The description is a single, efficient sentence with zero waste. It's front-loaded with the core purpose and appropriately sized for the tool's complexity.

Shorter descriptions cost fewer tokens and are easier for agents to parse. Every sentence should earn its place.

Completeness2/5

Given the tool's complexity, does the description cover enough for an agent to succeed on first attempt?

Given no annotations, no output schema, and a mutation tool with 2 parameters, the description is incomplete. It lacks information on return values, error handling, permissions, or how it interacts with sibling tools. The high schema coverage helps, but the description doesn't compensate for missing behavioral context.

Complex tools with many parameters or behaviors need more documentation. Simple tools need less. This dimension scales expectations accordingly.

Parameters3/5

Does the description clarify parameter syntax, constraints, interactions, or defaults beyond what the schema provides?

Schema description coverage is 100%, so the schema already documents both parameters ('key' as hash key and 'fields' as field-value pairs). The description adds no additional meaning beyond what the schema provides, such as examples, constraints, or usage notes. Baseline 3 is appropriate when schema does the heavy lifting.

Input schemas describe structure but not intent. Descriptions should explain non-obvious parameter relationships and valid value ranges.

Purpose4/5

Does the description clearly state what the tool does and how it differs from similar tools?

The description clearly states the action ('Set multiple hash fields to multiple values') and identifies the resource (hash fields/values). It distinguishes from basic 'set' by specifying multiple fields, but doesn't explicitly differentiate from other hash operations like hget or hgetall among siblings.
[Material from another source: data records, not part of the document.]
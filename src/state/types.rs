//! State types for tracking sync progress
//!
//! These types are serialized to JSON and persisted between runs.

use chrono::NaiveDate;
use serde::{Deserialize, Serialize};
use std::collections::BTreeMap;

/// Complete state for the tap
#[derive(Debug, Clone, Default, PartialEq, Eq, Serialize, Deserialize)]
pub struct State {
    /// Per-stream bookmarks
    #[serde(default)]
    pub bookmarks: BTreeMap<String, Bookmark>,
}

impl State {
    /// Create a new empty state
    pub fn new() -> Self {
        Self::default()
    }

    /// Last completed day of a stream
    pub fn bookmark(&self, stream: &str) -> Option<NaiveDate> {
        self.bookmarks.get(stream).map(|b| b.day)
    }

    /// Record `day` as the last completed day of a stream
    pub fn set_bookmark(&mut self, stream: &str, day: NaiveDate) {
        self.bookmarks.insert(stream.to_string(), Bookmark { day });
    }
}

/// Progress of a single stream
#[derive(Debug, Clone, Copy, PartialEq, Eq, Serialize, Deserialize)]
pub struct Bookmark {
    /// Last day whose records were all emitted
    pub day: NaiveDate,
}
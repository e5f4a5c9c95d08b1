//! Day-window partitioning
//!
//! The intervention report is fetched one calendar day at a time.
//!
//! # Overview
//!
//! - `DayWindow` - a half-open `[00:00, 00:00 + 1 day)` UTC range
//! - `DayWindows` - every window from a start date through the day containing "now"
//! - `parse_start_date` - accepts the date formats the config allows

mod window;

pub use window::{parse_start_date, DayWindow, DayWindows, SECONDS_PER_DAY};

#[cfg(test)]
mod tests;
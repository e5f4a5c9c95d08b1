//! Date-windowed record producer
//!
//! Walks day windows in ascending order, fetching one page per day and
//! cleaning its rows lazily. Only the current day's page is held in memory.
//! The stream is single-pass; the first error ends it.

use super::types::{DayFetcher, Produced};
use crate::error::{Error, Result};
use crate::partition::{parse_start_date, DayWindow, DayWindows};
use crate::reports::{self, Report};
use crate::types::{CleanedRecord, RawRecord};
use chrono::{DateTime, Utc};
use futures::future;
use futures::stream::{self, Stream, TryStreamExt};
use tracing::info;

struct ProducerState<'a, F: ?Sized> {
    fetcher: &'a mut F,
    report: &'a Report,
    windows: DayWindows,
    page: std::vec::IntoIter<RawRecord>,
    current: Option<(DayWindow, usize)>,
}

/// Produce cleaned records and day-completion markers for `report`
pub fn produce<'a, F>(
    fetcher: &'a mut F,
    report: &'a Report,
    windows: DayWindows,
) -> impl Stream<Item = Result<Produced>> + 'a
where
    F: DayFetcher + ?Sized + 'a,
{
    let state = ProducerState {
        fetcher,
        report,
        windows,
        page: Vec::new().into_iter(),
        current: None,
    };

    stream::try_unfold(state, advance)
}

async fn advance<'a, F>(
    mut state: ProducerState<'a, F>,
) -> Result<Option<(Produced, ProducerState<'a, F>)>>
where
    F: DayFetcher + ?Sized + 'a,
{
    loop {
        if let Some(raw) = state.page.next() {
            let record = state.report.clean(&raw);
            return Ok(Some((Produced::Record(record), state)));
        }

        if let Some((window, records)) = state.current.take() {
            return Ok(Some((Produced::DayCompleted { window, records }, state)));
        }

        let Some(window) = state.windows.next() else {
            return Ok(None);
        };

        info!("Receiving {} from {}", state.report.name, window);
        let rows = state.fetcher.fetch_day(state.report, &window).await?;
        state.current = Some((window, rows.len()));
        state.page = rows.into_iter();
    }
}

/// Cleaned records of a named report from `start_date` through the day containing `now`.
///
/// The report name and start date are checked before the stream is built,
/// so a missing or malformed start date fails without any request.
pub fn report_records<'a, F>(
    fetcher: &'a mut F,
    report_type: &str,
    start_date: Option<&str>,
    now: DateTime<Utc>,
) -> Result<impl Stream<Item = Result<CleanedRecord>> + 'a>
where
    F: DayFetcher + ?Sized + 'a,
{
    let start_date = start_date
        .map(str::trim)
        .filter(|s| !s.is_empty())
        .ok_or_else(|| Error::missing_field("start_date"))?;
    let start = parse_start_date(start_date)?;
    let report = reports::lookup(report_type)?;

    Ok(produce(fetcher, report, DayWindows::between(start, now))
        .try_filter_map(|item| future::ready(Ok(item.into_record()))))
}
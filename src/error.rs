//! Error types for tap-coosto
//!
//! This module defines the error hierarchy for the whole tap.
//! All public APIs return `Result<T, Error>` where Error is defined here.
//!
//! Errors fall into three families that decide how a run ends:
//! configuration errors are raised before any network I/O, authentication
//! errors abort right after login, and transport errors abort the sync at
//! the day window that produced them.

use thiserror::Error;

/// The main error type for tap-coosto
#[derive(Error, Debug)]
pub enum Error {
    // ============================================================================
    // Configuration Errors
    // ============================================================================
    #[error("Configuration error: {message}")]
    Config { message: String },

    #[error("Missing required config field: {field}")]
    MissingConfigField { field: String },

    #[error("Invalid config value for '{field}': {message}")]
    InvalidConfigValue { field: String, message: String },

    #[error("Unknown report type: {name}")]
    UnknownReport { name: String },

    #[error("Invalid URL: {0}")]
    InvalidUrl(#[from] url::ParseError),

    #[error("Failed to parse JSON: {0}")]
    JsonParse(#[from] serde_json::Error),

    // ============================================================================
    // Authentication Errors
    // ============================================================================
    #[error("Authentication failed: {message}")]
    Auth { message: String },

    // ============================================================================
    // Transport Errors
    // ============================================================================
    #[error("HTTP request failed: {0}")]
    Http(#[from] reqwest::Error),

    #[error("HTTP {status} from {url}: {body}")]
    Transport {
        status: u16,
        url: String,
        body: String,
    },

    #[error("Request timeout after {timeout_ms}ms")]
    Timeout { timeout_ms: u64 },

    #[error("Failed to decode response: {message}")]
    Decode { message: String },

    // ============================================================================
    // State / Output Errors
    // ============================================================================
    #[error("State error: {message}")]
    State { message: String },

    #[error("Output error: {message}")]
    Output { message: String },

    #[error("IO error: {0}")]
    Io(#[from] std::io::Error),
}

impl Error {
    /// Create a config error
    pub fn config(message: impl Into<String>) -> Self {
        Self::Config {
            message: message.into(),
        }
    }

    /// Create a missing field error
    pub fn missing_field(field: impl Into<String>) -> Self {
        Self::MissingConfigField {
            field: field.into(),
        }
    }

    /// Create an invalid config value error
    pub fn invalid_value(field: impl Into<String>, message: impl Into<String>) -> Self {
        Self::InvalidConfigValue {
            field: field.into(),
            message: message.into(),
        }
    }

    /// Create an unknown report error
    pub fn unknown_report(name: impl Into<String>) -> Self {
        Self::UnknownReport { name: name.into() }
    }

    /// Create an auth error
    pub fn auth(message: impl Into<String>) -> Self {
        Self::Auth {
            message: message.into(),
        }
    }

    /// Create a transport error for a non-2xx response
    pub fn transport(status: u16, url: impl Into<String>, body: impl Into<String>) -> Self {
        Self::Transport {
            status,
            url: url.into(),
            body: body.into(),
        }
    }

    /// Create a decode error
    pub fn decode(message: impl Into<String>) -> Self {
        Self::Decode {
            message: message.into(),
        }
    }

    /// Create a state error
    pub fn state(message: impl Into<String>) -> Self {
        Self::State {
            message: message.into(),
        }
    }

    /// Create an output error
    pub fn output(message: impl Into<String>) -> Self {
        Self::Output {
            message: message.into(),
        }
    }

    /// Check if this error comes from missing or malformed input
    pub fn is_configuration(&self) -> bool {
        matches!(
            self,
            Error::Config { .. }
                | Error::MissingConfigField { .. }
                | Error::InvalidConfigValue { .. }
                | Error::UnknownReport { .. }
                | Error::InvalidUrl(_)
        )
    }

    /// Check if this error is a transient failure worth another attempt
    pub fn is_retryable(&self) -> bool {
        match self {
            Error::Http(e) => e.is_timeout() || e.is_connect(),
            Error::Timeout { .. } => true,
            Error::Transport { status, .. } => is_retryable_status(*status),
            _ => false,
        }
    }

    /// Check if the remote service rejected the session cookie
    pub fn is_session_expired(&self) -> bool {
        matches!(self, Error::Transport { status: 401, .. })
    }
}

/// Check if an HTTP status code is retryable
pub(crate) fn is_retryable_status(status: u16) -> bool {
    matches!(
        status,
        429 | 500 | 502 | 503 | 504 | 520 | 521 | 522 | 523 | 524
    )
}

/// Result type alias for tap-coosto
pub type Result<T> = std::result::Result<T, Error>;
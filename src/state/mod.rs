//! State management module
//!
//! Tracks the last completed day per stream so an interrupted run can
//! resume instead of starting over from `start_date`.
//!
//! # Overview
//!
//! The state module provides:
//! - `State` - bookmarks keyed by stream name, in the
//!   `{"bookmarks": {"<stream>": {"day": "YYYY-MM-DD"}}}` layout
//! - `StateManager` - file-backed or in-memory persistence with atomic writes

mod manager;
mod types;

pub use manager::StateManager;
pub use types::{Bookmark, State};
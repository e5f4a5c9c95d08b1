//! Fixed registry of extractable reports

use super::fields::{schema_for, Field};
use super::intervention_details;
use crate::error::{Error, Result};
use crate::types::{CleanedRecord, JsonValue, RawRecord};

/// Pure transform from a raw API row to a cleaned record
pub type Cleaner = fn(&RawRecord) -> CleanedRecord;

/// A report the tap knows how to extract
#[derive(Debug, Clone, Copy)]
pub struct Report {
    /// Stream name, also the registry key
    pub name: &'static str,
    /// Endpoint path queried once per day window
    pub endpoint: &'static str,
    /// Primary key properties of cleaned records
    pub key_properties: &'static [&'static str],
    /// Output fields
    pub fields: &'static [Field],
    cleaner: Cleaner,
}

impl Report {
    /// Clean one raw row
    pub fn clean(&self, raw: &RawRecord) -> CleanedRecord {
        (self.cleaner)(raw)
    }

    /// JSON schema of cleaned records
    pub fn schema(&self) -> JsonValue {
        schema_for(self.fields)
    }
}

/// The intervention details report
pub static INTERVENTION_DETAILS: Report = Report {
    name: intervention_details::NAME,
    endpoint: intervention_details::ENDPOINT,
    key_properties: intervention_details::KEY_PROPERTIES,
    fields: intervention_details::FIELDS,
    cleaner: intervention_details::clean,
};

static REPORTS: [&Report; 1] = [&INTERVENTION_DETAILS];

/// Every registered report
pub fn all() -> impl Iterator<Item = &'static Report> {
    REPORTS.iter().copied()
}

/// Look up a report by stream name.
///
/// Unregistered names fail with [`Error::UnknownReport`] instead of falling
/// back to a pass-through transform.
pub fn lookup(name: &str) -> Result<&'static Report> {
    all()
        .find(|report| report.name == name)
        .ok_or_else(|| Error::unknown_report(name))
}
Agents choose between tools based on descriptions. A clear purpose with a specific verb and resource helps agents select the right tool.

Usage Guidelines2/5

Does the description explain when to use this tool, when not to, or what alternatives exist?

No guidance on when to use this tool versus alternatives like 'set' (for single values) or other hash operations. The description implies it's for hash data structures but doesn't specify prerequisites, constraints, or when to choose this over other hash tools like hgetall for reading.

Agents often have multiple tools that could apply. Explicit usage guidance like "use X instead of Y when Z" prevents misuse.